Pushing the Limits: A Student/Teacher Romance

Page 2

by Brooke Cumberland


  My phone rings as I open the door to my new used car—a green Kia Soul. My new baby.

  It’s my mother.

  I sigh and bite my cheek before accepting the call. “Hello, Mom.”

  “Hello, Darling. How are you?” Her voice is tainted with fake politeness, always so smooth and sweet sounding. It’s too early for this.

  “I’m just fine.” I hop in the driver’s seat and start the engine. “How about yourself? How’s Dad?”

  “We’re both fine, thank you. Did I catch you at a bad time?”

  “No, just getting into my car with Kendall. What’s going on?”

  “I just wanted to confirm your arrangements on coming home to visit during spring break.”

  I frown, not wanting to have this conversation with my mother right now. Or ever. “Uh…that’s like three months away.” Spring break isn’t until April and classes are just starting tomorrow.

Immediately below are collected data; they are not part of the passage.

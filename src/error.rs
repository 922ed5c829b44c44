//! Error types for the XStore Backup Operator

use thiserror::Error;

use crate::crd::XStoreBackupPhase;

/// Result type alias using the operator's Error type
pub type Result<T> = std::result::Result<T, Error>;

/// Operator error types
#[derive(Error, Debug)]
pub enum Error {
    /// Kubernetes API error
    #[error("Kubernetes API error: {0}")]
    Kube(#[from] kube::Error),

    /// Configuration error
    #[error("Configuration error: {0}")]
    Config(String),

    /// Validation error
    #[error("Validation error: {0}")]
    Validation(String),

    /// Coordinating ClusterBackup not found
    #[error("ClusterBackup not found: {0}")]
    ClusterBackupNotFound(String),

    /// Secret not found
    #[error("Secret not found: {0}")]
    SecretNotFound(String),

    /// ConfigMap not found
    #[error("ConfigMap not found: {0}")]
    ConfigMapNotFound(String),

    /// A backup job finished without producing what the next step needs
    #[error("Backup job error: {0}")]
    Job(String),

    /// The backup changed since this pass read it
    #[error("Status of {0} was modified since it was read")]
    StatusConflict(String),

    /// Attempt to overwrite a status field that may only be set once
    #[error("Status field '{field}' is already set to a different value")]
    WriteOnce { field: &'static str },

    /// Attempt to move a backup to an earlier phase
    #[error("Refusing phase regression from {from} to {to}")]
    PhaseRegression {
        from: XStoreBackupPhase,
        to: XStoreBackupPhase,
    },

    /// Serialization error
    #[error("Serialization error: {0}")]
    Serialization(#[from] serde_json::Error),

    /// YAML error
    #[error("YAML error: {0}")]
    Yaml(#[from] serde_yaml::Error),

    /// IO error
    #[error("IO error: {0}")]
    Io(#[from] std::io::Error),

    /// Finalizer error
    #[error("Finalizer error: {0}")]
    Finalizer(#[source] Box<kube::runtime::finalizer::Error<Error>>),
}

impl Error {
    /// Create a configuration error
    pub fn config(msg: impl Into<String>) -> Self {
        Error::Config(msg.into())
    }

    /// Create a validation error
    pub fn validation(msg: impl Into<String>) -> Self {
        Error::Validation(msg.into())
    }

    /// Create a backup job error
    pub fn job(msg: impl Into<String>) -> Self {
        Error::Job(msg.into())
    }

    /// Whether retrying soon cannot help until the spec or config changes
    pub fn is_permanent(&self) -> bool {
        use kube::runtime::finalizer::Error as FinalizerError;

        match self {
            Error::Config(_) | Error::Validation(_) => true,
            Error::Finalizer(inner) => match inner.as_ref() {
                FinalizerError::ApplyFailed(e) | FinalizerError::CleanupFailed(e) => {
                    e.is_permanent()
                }
                _ => false,
            },
            _ => false,
        }
    }
}

#[cfg(test)]
mod tests {
    use super::*;

    #[test]
    fn validation_errors_stay_permanent_through_the_finalizer() {
        let wrapped = Error::Finalizer(Box::new(
            kube::runtime::finalizer::Error::ApplyFailed(Error::validation("bad provider")),
        ));
        assert!(wrapped.is_permanent());
        assert!(!Error::job("no timestamp").is_permanent());
    }
}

  “I know, Darling. But since you’re always so busy…” I can hear the annoyance in her condescending tone. “I figured I’d need to get on top of this beforehand. Set it in stone.”

  I exhale, rolling my eyes at her dramatics. “Sure, Mom. I’ll do my best.”

  “Now, listen, Aspen…” Her tone firm and deep, as if I was a child and she was sending me to my room or something. “We agreed to let you go all the way out to art school in California with the agreement you’d come home once in awhile. Even Aaron is driving in for a few days. He’s bringing his new girlfriend, Dana. It’d be nice if we could all be together.”

  I grit my teeth. Still not far enough, I think.

  “I know.” I agreed to nothing, but I let her think it anyway. I’m not going to let her guilt trip me into coming back. The last place on Earth I want to be is back home with two parents who resent me. I left to escape the memories, to escape the looks of sympathy on everyone’s faces, and to escape the constant reminder of how I ruined their lives. I could’ve moved to Mars and it still wouldn’t feel far enough.

  Her tone changes, but is no less condescending. “Good. We’ll plan for it.”

  “Great,” I reply flatly. We say our goodbyes and hang up.

  ‘Everything okay?” Kendall asks, not taking her eyes off her phone, her brown hair falling over her shoulders.

  “Yeah. Just my mother crushing my caffeine high.” I furrow my brows in mock annoyance, taking a long pull of my drink.

  “You have a serious addiction,” Kendall states as she watches me with wide eyes.

  “Your point?” I counter.

  “Waffle House serves coffee, you know?”

  “Yes, but not good coffee.” I smile, taking another sip.

  “Ugh,” she mumbles after a moment.

  “What?” I face her, seeing the wrinkles crease in her forehead. “What is it?”

  She groans. “Kellan.”

  “I thought things were going great?”

  “They are!” she insists. “But when we went out last night, he got drunker than usual, and I thought maybe just maybe…”

  She doesn’t need to finish her sentence to tell me what’s going on. Apparently, drunken Kellan isn’t much better than sober Kellan.

  “Still nothing below the belt?”

  “Not even close. I thought maybe with a few drinks in him, he’d loosen up a bit, help ease his nerves. But he was all ‘I just wanna make out with you. Your lips taste so good’…blahblahblah.”

  “Maybe he had whiskey dick.”

  She bursts out in laughter, whining, “Gah! Why won’t he just have sex with me? I’m a good lay!” Her outburst makes me snort out in laughter, the iced drink spewing right out of my nose.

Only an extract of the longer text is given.